● Exercise:
Your job is to report every line of the entries that has "await".

(Collected data entries)

//! Batch executor: retry loop, result accumulation, and run configuration
//!
//! The executor drives [`segment`](crate::core::segment::segment) over the
//! input, applies the caller's async processing function to each batch under
//! a fixed-delay retry policy, and collects successful results in batch
//! order. One batch exhausting its retries does not abort the run; the
//! executor reports it and moves on to the next batch.

use std::fmt;
use std::future::Future;
use std::num::NonZeroUsize;
use std::path::PathBuf;
use std::time::{Duration, Instant};

use serde::Serialize;
use tracing::{debug, error, info, warn};

use crate::core::persist::{JsonFileSink, ResultSink};
use crate::core::progress::{BatchProgress, NullProgress, ProgressSink};
use crate::core::segment::segment;
use crate::utils::error::{BatchError, Result};

/// Configuration for a batch run
#[derive(Debug, Clone)]
pub struct BatchConfig {
    /// Number of items per batch (default: 1)
    pub batch_size: usize,
    /// Show a progress indicator while the run advances (default: false)
    pub show_progress: bool,
    /// Base path for per-batch JSON artifacts; None disables persistence
    pub persist_path: Option<PathBuf>,
    /// Extra attempts after an initial failure (default: 0)
    pub max_retries: u32,
    /// Fixed wait after each failed attempt (default: 1s)
    pub retry_delay: Duration,
}

impl Default for BatchConfig {
    fn default() -> Self {
        Self {
            batch_size: 1,
            show_progress: false,
            persist_path: None,
            max_retries: 0,
            retry_delay: Duration::from_secs(1),
        }
    }
}

impl BatchConfig {
    /// Create a config with the given batch size.
    pub fn new(batch_size: usize) -> Self {
        Self {
            batch_size,
            ..Self::default()
        }
    }

    /// Enable or disable the progress indicator.
    pub fn with_progress(mut self, show_progress: bool) -> Self {
        self.show_progress = show_progress;
        self
    }

    /// Persist each successful batch result under this base path.
    pub fn with_persist_path(mut self, path: impl Into<PathBuf>) -> Self {
        self.persist_path = Some(path.into());
        self
    }

    /// Set extra attempts after the first failure.
    pub fn with_max_retries(mut self, max_retries: u32) -> Self {
        self.max_retries = max_retries;
        self
    }

    /// Set the fixed wait between attempts.
    pub fn with_retry_delay(mut self, retry_delay: Duration) -> Self {
        self.retry_delay = retry_delay;
        self
    }

    /// Check the configuration before a run starts.
    ///
    /// A zero batch size is rejected here rather than clamped: it would
    /// otherwise make segmentation degenerate.
    pub fn validate(&self) -> Result<()> {
        self.checked_batch_size().map(|_| ())
    }

    fn checked_batch_size(&self) -> Result<NonZeroUsize> {
        NonZeroUsize::new(self.batch_size)
            .ok_or_else(|| BatchError::Config("batch_size must be at least 1".to_string()))
    }
}

/// Summary of a batch run
#[derive(Debug, Clone)]
pub struct BatchSummary {
    /// Total batches attempted
    pub batches: usize,
    /// Batches that produced a result
    pub succeeded: usize,
    /// Batches that exhausted their retries
    pub failed: usize,
    /// Wall-clock time for the whole run
    pub total_duration: Duration,
    /// Average time per batch
    pub avg_duration: Duration,
}

/// Sequential batch executor
///
/// Created from a [`BatchConfig`]; see [`BatchExecutor::run`] for the core
/// operation. For the function-wrapping invocation style use
/// [`BatchExecutor::bind`], which yields a [`Batched`] callable routing
/// through the same loop.
pub struct BatchExecutor {
    config: BatchConfig,
}

impl BatchExecutor {
    /// Create a new executor.
    pub fn new(config: BatchConfig) -> Self {
        Self { config }
    }

    /// Get current configuration
    pub fn config(&self) -> &BatchConfig {
        &self.config
    }

    /// Wrap a processing function so it can be called directly on sequences.
    pub fn bind<F>(self, op: F) -> Batched<F> {
        Batched { executor: self, op }
    }

    /// Segment `items`, process each batch under the retry policy, and return
    /// the results of the batches that succeeded, in batch order.
    ///
    /// `op` receives an owned batch per attempt (items are cloned so a failed
    /// attempt can be retried) and resolves to `Ok(result)` or `Err(error)`
    /// for that attempt. Failed batches contribute no entry to the output;
    /// callers needing counts can use [`run_with_summary`](Self::run_with_summary).
    ///
    /// Returns an error only for an invalid configuration or a persistence
    /// failure, never for processing failures.
    pub async fn run<T, R, E, F, Fut>(
        &self,
        items: impl IntoIterator<Item = T>,
        op: F,
    ) -> Result<Vec<R>>
    where
        T: Clone,
        R: Serialize,
        E: fmt::Display,
        F: FnMut(Vec<T>) -> Fut,
        Fut: Future<Output = std::result::Result<R, E>>,
    {
        let (results, _) = self.run_with_summary(items, op).await?;
        Ok(results)
    }

    /// Like [`run`](Self::run), also returning per-run statistics.
    pub async fn run_with_summary<T, R, E, F, Fut>(
        &self,
        items: impl IntoIterator<Item = T>,
        op: F,
    ) -> Result<(Vec<R>, BatchSummary)>
    where
        T: Clone,
        R: Serialize,
        E: fmt::Display,
        F: FnMut(Vec<T>) -> Fut,
        Fut: Future<Output = std::result::Result<R, E>>,
    {
        let sink = self
            .config
            .persist_path
            .as_ref()
            .map(|path| JsonFileSink::new(path.clone()));
        let progress: Box<dyn ProgressSink> = if self.config.show_progress {
            Box::new(BatchProgress::new())
        } else {
            Box::new(NullProgress)
        };

        self.run_with_sinks(
            items,
            op,
            sink.as_ref().map(|s| s as &dyn ResultSink<R>),
            progress.as_ref(),
        )
        .await
    }

    /// The core loop with caller-supplied sinks and no `Serialize` bound.
    ///
    /// [`run`](Self::run) and [`run_with_summary`](Self::run_with_summary)
    /// wire the sinks from the configuration and delegate here.
    pub async fn run_with_sinks<T, R, E, F, Fut>(
        &self,
        items: impl IntoIterator<Item = T>,
        mut op: F,
        persist: Option<&dyn ResultSink<R>>,
        progress: &dyn ProgressSink,
    ) -> Result<(Vec<R>, BatchSummary)>
    where
        T: Clone,
        E: fmt::Display,
        F: FnMut(Vec<T>) -> Fut,
        Fut: Future<Output = std::result::Result<R, E>>,
    {
        let size = self.config.checked_batch_size()?;
        let start = Instant::now();

        let mut results = Vec::new();
        let mut batches = 0usize;
        let mut failed = 0usize;

        for (i, batch) in segment(items, size).enumerate() {
            let index = i + 1;
            batches += 1;

            match self.process_batch(index, batch, &mut op).await {
                Some(result) => {
                    if let Some(sink) = persist {
                        sink.persist(index, &result)
                            .map_err(|source| BatchError::Persist {
                                index,
                                source: Box::new(source),
                            })?;
                    }
                    results.push(result);
                }
                None => failed += 1,
            }
            progress.advance();
        }
        progress.finish();

        let total_duration = start.elapsed();
        let succeeded = results.len();
        let avg_duration = if batches > 0 {
            total_duration / batches as u32
        } else {
            Duration::ZERO
        };

        info!(
            "Batch run complete: {} batches ({} succeeded, {} failed)",
            batches, succeeded, failed
        );

        let summary = BatchSummary {
            batches,
            succeeded,
            failed,
            total_duration,
            avg_duration,
        };
        Ok((results, summary))
    }

    /// Run one batch through the retry loop.
    ///
    /// Returns `None` when the batch exhausted its attempts.
    async fn process_batch<T, R, E, F, Fut>(
        &self,
        index: usize,
        batch: Vec<T>,
        op: &mut F,
    ) -> Option<R>
    where
        T: Clone,
        E: fmt::Display,
        F: FnMut(Vec<T>) -> Fut,
        Fut: Future<Output = std::result::Result<R, E>>,
    {
        let total_attempts = self.config.max_retries.saturating_add(1);
        for attempt in 1..=total_attempts {
            debug!(
                "Processing batch {}, attempt {} ({} items)",
                index,
                attempt,
                batch.len()
            );
            match op(batch.clone()).await {
                Ok(result) => return Some(result),
                Err(e) => {
                    warn!(
                        "Batch {} attempt {} failed: {}. Retrying in {:?}",
                        index, attempt, e, self.config.retry_delay
                    );
                    tokio::time::sleep(self.config.retry_delay).await;
                }
            }
        }
        error!(
            "Batch {} failed after {} retries",
            index, self.config.max_retries
        );
        None
    }
}

/// A processing function bound to a configured executor.
///
/// Calling [`call`](Batched::call) on a sequence behaves exactly like
/// constructing the executor and invoking [`BatchExecutor::run`] with the
/// same function.
pub struct Batched<F> {
    executor: BatchExecutor,
    op: F,
}

impl<F> Batched<F> {
    /// Run the bound function over `items` through the executor.
    pub async fn call<T, R, E, Fut>(&mut self, items: impl IntoIterator<Item = T>) -> Result<Vec<R>>
    where
        T: Clone,
        R: Serialize,
        E: fmt::Display,
        F: FnMut(Vec<T>) -> Fut,
        Fut: Future<Output = std::result::Result<R, E>>,
    {
        self.executor.run(items, &mut self.op).await
    }

    /// Get current configuration
    pub fn config(&self) -> &BatchConfig {
        self.executor.config()
    }
}

/// Convenience function for a one-off batch run without building an executor.
pub async fn run_batched<T, R, E, F, Fut>(
    items: impl IntoIterator<Item = T>,
    op: F,
    config: Option<BatchConfig>,
) -> Result<Vec<R>>
where
    T: Clone,
    R: Serialize,
    E: fmt::Display,
    F: FnMut(Vec<T>) -> Fut,
    Fut: Future<Output = std::result::Result<R, E>>,
{
    let executor = BatchExecutor::new(config.unwrap_or_default());
    executor.run(items, op).await
}
//! Error handling for batchflow
//!
//! This module defines all error types used throughout the crate.

use thiserror::Error;

/// Result type alias for batchflow
pub type Result<T> = std::result::Result<T, BatchError>;

/// Main error type for batch execution
///
/// Processing-function failures are not represented here: they are transient
/// signals consumed by the retry loop and never surface to the caller as a
/// `BatchError`. Only configuration and persistence problems abort a run.
#[derive(Error, Debug)]
pub enum BatchError {
    /// Configuration errors
    #[error("Configuration error: {0}")]
    Config(String),

    /// Serialization errors
    #[error("Serialization error: {0}")]
    Serialization(#[from] serde_json::Error),

    /// IO errors
    #[error("IO error: {0}")]
    Io(#[from] std::io::Error),

    /// Failure while writing a successful batch result to its sink
    #[error("Failed to persist result of batch {index}: {source}")]
    Persist {
        /// 1-based index of the batch whose result could not be persisted
        index: usize,
        /// Underlying serialization or IO error
        source: Box<BatchError>,
    },
}

#[cfg(test)]
mod tests {
    use super::*;

    #[test]
    fn test_error_display() {
        let err = BatchError::Config("batch_size must be at least 1".to_string());
        assert_eq!(
            err.to_string(),
            "Configuration error: batch_size must be at least 1"
        );
    }

    #[test]
    fn test_persist_error_names_batch() {
        let io = std::io::Error::new(std::io::ErrorKind::PermissionDenied, "denied");
        let err = BatchError::Persist {
            index: 3,
            source: Box::new(BatchError::Io(io)),
        };
        let msg = err.to_string();
        assert!(msg.contains("batch 3"));
        assert!(msg.contains("denied"));
    }
}
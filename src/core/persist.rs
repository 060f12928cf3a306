//! Per-batch result persistence
//!
//! Successful batch results are written out incrementally, one artifact per
//! batch, immediately after the batch completes. The destination and format
//! are behind the [`ResultSink`] trait so callers can substitute their own
//! storage.

use std::ffi::OsString;
use std::fs::File;
use std::io::{BufWriter, Write};
use std::path::{Path, PathBuf};

use serde::Serialize;
use tracing::debug;

use crate::utils::error::Result;

/// Destination for successful batch results.
pub trait ResultSink<R> {
    /// Durably record the result of the batch with the given 1-based index.
    fn persist(&self, batch_index: usize, result: &R) -> Result<()>;
}

/// Sink writing one pretty-printed JSON file per batch.
///
/// The per-batch path is derived from a base path by appending `_batch{N}` to
/// the file stem, keeping the extension: a base of `out.json` produces
/// `out_batch1.json`, `out_batch2.json`, and so on. Output is deterministic,
/// so re-running the same inputs rewrites byte-identical artifacts.
#[derive(Debug, Clone)]
pub struct JsonFileSink {
    base_path: PathBuf,
}

impl JsonFileSink {
    /// Create a sink rooted at the given base path.
    pub fn new(base_path: impl Into<PathBuf>) -> Self {
        Self {
            base_path: base_path.into(),
        }
    }

    /// Destination file for the given 1-based batch index.
    pub fn batch_path(&self, batch_index: usize) -> PathBuf {
        let mut name = self
            .base_path
            .file_stem()
            .map(OsString::from)
            .unwrap_or_default();
        name.push(format!("_batch{batch_index}"));
        if let Some(ext) = self.base_path.extension() {
            name.push(".");
            name.push(ext);
        }
        self.base_path.with_file_name(name)
    }

    /// Base path this sink derives per-batch destinations from.
    pub fn base_path(&self) -> &Path {
        &self.base_path
    }
}

impl<R: Serialize> ResultSink<R> for JsonFileSink {
    fn persist(&self, batch_index: usize, result: &R) -> Result<()> {
        let path = self.batch_path(batch_index);
        let file = File::create(&path)?;
        let mut writer = BufWriter::new(file);
        serde_json::to_writer_pretty(&mut writer, result)?;
        writer.flush()?;
        debug!("Batch {} result saved to {}", batch_index, path.display());
        Ok(())
    }
}
//! Progress reporting for batch runs
//!
//! Sources may be unbounded, so the total number of batches is not known up
//! front. [`ProgressSink`] therefore only receives discrete "one more batch
//! done" events rather than an upfront total.

use indicatif::{ProgressBar, ProgressStyle};

/// Receiver of batch-level progress events.
///
/// [`advance`](ProgressSink::advance) is called once per processed batch
/// (whether it succeeded or exhausted its retries) and
/// [`finish`](ProgressSink::finish) once when the source is drained.
pub trait ProgressSink {
    /// One more batch has been processed.
    fn advance(&self);

    /// The run is complete.
    fn finish(&self);
}

/// Terminal progress indicator backed by indicatif.
///
/// Uses a spinner with an elapsed-time and position readout instead of a
/// percentage bar, since the batch total may be indeterminate.
pub struct BatchProgress {
    bar: ProgressBar,
}

impl BatchProgress {
    /// Create a spinner ticking once per processed batch.
    pub fn new() -> Self {
        let bar = ProgressBar::new_spinner();
        bar.set_style(
            ProgressStyle::default_spinner()
                .template("{spinner:.green} [{elapsed_precise}] {pos} batches {msg}")
                .expect("static progress template is valid"),
        );
        bar.set_message("processed");
        Self { bar }
    }
}

impl Default for BatchProgress {
    fn default() -> Self {
        Self::new()
    }
}

impl ProgressSink for BatchProgress {
    fn advance(&self) {
        self.bar.inc(1);
    }

    fn finish(&self) {
        self.bar.finish_with_message("done");
    }
}

/// No-op sink used when progress reporting is disabled.
pub struct NullProgress;

impl ProgressSink for NullProgress {
    fn advance(&self) {}

    fn finish(&self) {}
}

#[cfg(test)]
mod tests {
    use super::*;

    #[test]
    fn test_batch_progress_counts_advances() {
        let progress = BatchProgress::new();
        progress.advance();
        progress.advance();
        progress.advance();
        assert_eq!(progress.bar.position(), 3);
        progress.finish();
        assert!(progress.bar.is_finished());
    }

    #[test]
    fn test_null_progress_is_silent() {
        let progress = NullProgress;
        progress.advance();
        progress.finish();
    }
}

● Output for this exercise:
        let (results, _) = self.run_with_summary(items, op).await?;
        .await
            match self.process_batch(index, batch, &mut op).await {
            match op(batch.clone()).await {
                    tokio::time::sleep(self.config.retry_delay).await;
        self.executor.run(items, &mut self.op).await
    executor.run(items, op).await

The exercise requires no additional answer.